In February 2019, a trial
court at Jagdalpur convicted the husband 
under
Sections 376 (rape), 377 (unnatural sex), and 304 (culpable homicide not
amounting to murder) of the Indian Penal Code (IPC)
, and sentenced him to 10
years rigorous imprisonment and a fine of Rs 1,000.
However,
the Chhattisgarh High Court later acquitted him, citing the marital rape
exception under Section 375 IPC, which states that sexual intercourse by a man
with his wife, if she is above 15 years of age, is not considered rape. Here
the wife was said to be over 15 years.

It also cited the
five-judge SC bench’s ruling in Navtej Singh Johar vs Union of India (2018) to
say that if an “unnatural offence is done with consent, then the offence of
Section 377 IPC is not made out”.It is ridiculous to say that the wife
consented to her husband to insert his hand in her anus. The law, it
is often said is like an ass but all the same, it is also true that insensitive
justice is no justice. This decision was the height of insensitivity. 

Most women,
from a very young age, are sold the idea that safety and prestige come with
marriage.
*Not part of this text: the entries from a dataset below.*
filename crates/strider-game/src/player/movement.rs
//! Movement configuration and constants

use serde::{Deserialize, Serialize};
use strider_core::Rotator;

use crate::error::ConfigError;

/// Minimum upward component of a surface normal that counts as ground
/// (roughly 45 degrees from straight up)
pub const WALKABLE_NORMAL_Z: f32 = 0.7;

/// Locomotion tuning knobs, in centimetres / seconds / degrees
#[derive(Debug, Clone, Serialize, Deserialize)]
#[serde(default)]
pub struct LocomotionConfig {
    /// Top horizontal speed
    pub max_speed: f32,
    /// Rate used to blend towards the target speed on the ground
    pub acceleration: f32,
    /// Damping for turning the body towards the move direction
    pub turn_smoothing_damp: f32,
    /// Upward speed applied on takeoff
    pub jump_velocity: f32,
    /// Vertical acceleration (negative pulls down)
    pub gravity: f32,
    /// Fastest reachable downward speed (negative)
    pub terminal_speed: f32,
    /// Seconds after touchdown during which jumping is refused
    pub landing_lock_duration: f32,
    /// Length of the downward probe below the capsule base
    pub ground_check_distance: f32,
    /// Fraction of ground acceleration available in the air
    pub air_speed_multiplier: f32,
    /// Look input scale applied to yaw
    pub mouse_x_sensitivity: f32,
    /// Look input scale applied to pitch
    pub mouse_y_sensitivity: f32,
    /// Largest per-frame change of the control rotation, per axis
    pub max_control_rotation: Rotator,
}

impl Default for LocomotionConfig {
    fn default() -> Self {
        Self {
            max_speed: 600.0,
            acceleration: 2048.0,
            turn_smoothing_damp: 5.0,
            jump_velocity: 500.0,
            gravity: -981.0,
            terminal_speed: -2500.0,
            landing_lock_duration: 0.1,
            ground_check_distance: 1.0,
            air_speed_multiplier: 0.2,
            mouse_x_sensitivity: 180.0,
            mouse_y_sensitivity: 180.0,
            max_control_rotation: Rotator::new(180.0, 180.0, 180.0),
        }
    }
}

impl LocomotionConfig {
    /// Reject values the per-frame update cannot make sense of
    pub fn validate(&self) -> Result<(), ConfigError> {
        let fields = [
            ("max_speed", self.max_speed),
            ("acceleration", self.acceleration),
            ("turn_smoothing_damp", self.turn_smoothing_damp),
            ("jump_velocity", self.jump_velocity),
            ("gravity", self.gravity),
            ("terminal_speed", self.terminal_speed),
            ("landing_lock_duration", self.landing_lock_duration),
            ("ground_check_distance", self.ground_check_distance),
            ("air_speed_multiplier", self.air_speed_multiplier),
            ("mouse_x_sensitivity", self.mouse_x_sensitivity),
            ("mouse_y_sensitivity", self.mouse_y_sensitivity),
            ("max_control_rotation.pitch", self.max_control_rotation.pitch),
            ("max_control_rotation.yaw", self.max_control_rotation.yaw),
            ("max_control_rotation.roll", self.max_control_rotation.roll),
        ];

        for (field, value) in fields {
            if !value.is_finite() {
                return Err(ConfigError::NotFinite { field, value });
            }
        }

        for (field, value) in fields {
            if field == "gravity" || field == "terminal_speed" {
                continue;
            }
            if value < 0.0 {
                return Err(ConfigError::Negative { field, value });
            }
        }

        if self.gravity >= 0.0 {
            return Err(ConfigError::NotNegative {
                field: "gravity",
                value: self.gravity,
            });
        }
        if self.terminal_speed >= 0.0 {
            return Err(ConfigError::NotNegative {
                field: "terminal_speed",
                value: self.terminal_speed,
            });
        }

        Ok(())
    }
}

#[cfg(test)]
mod tests {
    use super::*;

    #[test]
    fn test_default_config_is_valid() {
        assert_eq!(LocomotionConfig::default().validate(), Ok(()));
    }

    #[test]
    fn test_rejects_upward_gravity() {
        let config = LocomotionConfig {
            gravity: 981.0,
            ..Default::default()
        };
        assert!(matches!(
            config.validate(),
            Err(ConfigError::NotNegative { field: "gravity", .. })
        ));
    }

    #[test]
    fn test_rejects_nan_and_negative() {
        let config = LocomotionConfig {
            max_speed: f32::NAN,
            ..Default::default()
        };
        assert!(matches!(
            config.validate(),
            Err(ConfigError::NotFinite { field: "max_speed", .. })
        ));

        let config = LocomotionConfig {
            landing_lock_duration: -0.5,
            ..Default::default()
        };
        assert!(matches!(
            config.validate(),
            Err(ConfigError::Negative { field: "landing_lock_duration", .. })
        ));
    }
}
//! Collision doubles for locomotion tests

use glam::Vec3;
use strider_physics::{CollisionQuery, Contact, SweepResult};

const HALF_HEIGHT: f32 = 88.0;

/// Infinite floor at `floor_z`, with an optional wall plane at `x = wall_x`
pub struct FlatGround {
    floor_z: f32,
    wall_x: Option<f32>,
}

impl FlatGround {
    pub fn new(floor_z: f32) -> Self {
        Self {
            floor_z,
            wall_x: None,
        }
    }

    pub fn with_wall(mut self, wall_x: f32) -> Self {
        self.wall_x = Some(wall_x);
        self
    }

    /// Capsule centre height when standing on the floor
    pub fn resting_z(&self) -> f32 {
        self.floor_z + HALF_HEIGHT
    }
}

impl CollisionQuery for FlatGround {
    fn sweep(&self, origin: Vec3, delta: Vec3) -> SweepResult {
        let target = origin + delta;

        if let Some(wall) = self.wall_x {
            if delta.x > 0.0 && origin.x <= wall && target.x > wall {
                let t = (wall - origin.x) / delta.x;
                return SweepResult {
                    location: Vec3::new(wall, origin.y + delta.y * t, origin.z + delta.z * t),
                    hit: Some(Contact {
                        normal: -Vec3::X,
                        impact_point: Vec3::new(wall, origin.y, origin.z),
                        time_of_impact: t,
                    }),
                };
            }
        }

        if delta.z < 0.0 && target.z - HALF_HEIGHT < self.floor_z {
            let gap = (origin.z - HALF_HEIGHT - self.floor_z).max(0.0);
            let t = (gap / -delta.z).clamp(0.0, 1.0);
            let location = Vec3::new(origin.x + delta.x * t, origin.y + delta.y * t, self.resting_z());
            return SweepResult {
                location,
                hit: Some(Contact {
                    normal: Vec3::Z,
                    impact_point: Vec3::new(location.x, location.y, self.floor_z),
                    time_of_impact: t,
                }),
            };
        }

        SweepResult::unobstructed(target)
    }

    fn line_trace(&self, start: Vec3, end: Vec3) -> bool {
        start.z >= self.floor_z && end.z <= self.floor_z
    }

    fn half_height(&self) -> f32 {
        HALF_HEIGHT
    }
}

/// Fixed answers: every vertical sweep hits `vertical_hit` (if set) at its
/// start, and the ground probe returns `probe_hit`
pub struct Scripted {
    pub vertical_hit: Option<Vec3>,
    pub probe_hit: bool,
}

impl CollisionQuery for Scripted {
    fn sweep(&self, origin: Vec3, delta: Vec3) -> SweepResult {
        match self.vertical_hit {
            Some(normal) if delta.z != 0.0 => SweepResult {
                location: origin,
                hit: Some(Contact {
                    normal,
                    impact_point: origin,
                    time_of_impact: 0.0,
                }),
            },
            _ => SweepResult::unobstructed(origin + delta),
        }
    }

    fn line_trace(&self, _start: Vec3, _end: Vec3) -> bool {
        self.probe_hit
    }

    fn half_height(&self) -> f32 {
        HALF_HEIGHT
    }
}
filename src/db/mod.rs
pub mod error_log;
pub mod json_file;

pub use error_log::ErrorLog;
pub use json_file::JsonListFile;
use axum::{
    routing::{get, post},
    Router,
};
use tower_http::{cors::CorsLayer, trace::TraceLayer};

use super::handlers;
use super::AppState;

/// Creates the application router with all routes
pub fn create_router(state: AppState) -> Router {
    Router::new()
        .route("/health", get(handlers::health_check))
        // Pages backing the web front end
        .route("/", get(handlers::index))
        .route("/selections", get(handlers::selections))
        .route("/results", post(handlers::results))
        .nest("/api/v1", api_routes())
        .layer(TraceLayer::new_for_http())
        .layer(CorsLayer::permissive())
        .with_state(state)
}

/// API routes under /api/v1
fn api_routes() -> Router<AppState> {
    Router::new()
        .route("/recommendations", post(handlers::recommend))
        .route("/ratings", post(handlers::rate))
        .route("/stats/genres", get(handlers::genre_counts))
        .route("/movies/romantic", get(handlers::romantic_titles))
}
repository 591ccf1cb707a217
use std::collections::BTreeMap;
use std::sync::OnceLock;

use regex::Regex;
use serde::Serialize;

use super::normalize::normalize;
use crate::models::{Catalog, MovieType};

/// Number of movies tagged with each normalized genre
pub fn count_movies_by_genre(catalog: &Catalog) -> BTreeMap<String, usize> {
    let mut counts = BTreeMap::new();
    for movie in catalog.movies() {
        for genre in &movie.genres {
            *counts.entry(normalize(genre)).or_insert(0) += 1;
        }
    }
    counts
}

fn romance_pattern() -> &'static Regex {
    static PATTERN: OnceLock<Regex> = OnceLock::new();
    PATTERN.get_or_init(|| {
        Regex::new(r"(?i)(love|heart|romance|diary|valentine)").expect("romance pattern is valid")
    })
}

/// Titles that look romantic by keyword, in catalog order
pub fn find_romantic_titles(catalog: &Catalog) -> Vec<String> {
    catalog
        .movies()
        .iter()
        .filter(|movie| romance_pattern().is_match(&movie.title))
        .map(|movie| movie.title.clone())
        .collect()
}

/// Choices offered on the selection page
#[derive(Debug, Clone, Serialize, PartialEq)]
pub struct SelectionOptions {
    pub industries: Vec<String>,
    pub genres: Vec<String>,
    pub movie_types: Vec<&'static str>,
}

pub fn selection_options(catalog: &Catalog) -> SelectionOptions {
    SelectionOptions {
        industries: catalog.industries().into_iter().collect(),
        genres: catalog.genres().into_iter().collect(),
        movie_types: MovieType::SELECTABLE.iter().map(MovieType::label).collect(),
    }
}
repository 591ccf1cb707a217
pub mod handlers;
pub mod routes;
pub mod state;

pub use routes::create_router;
pub use state::AppState;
However, ironically, marriage becomes just another apparatus in
patriarchy’s arsenal, to perpetuate violence, as was seen in this case. 
Rape isn’t merely about a violation of a person’s consent but also
involves an assertion of power that men enjoy in a patriarchal society.

The central argument against criminalising marital
rape is the fear of its misuse, a reiteration of each time when laws have been
proposed for the protection of the marginalised. This decision of the
Chhattisgarh High Court is a clear miscarriage of justice and very shocking.
Sex with a wife without her consent may fall within exception 2 in section 375
but extreme brutality resulting in her death is frightening, to say the least.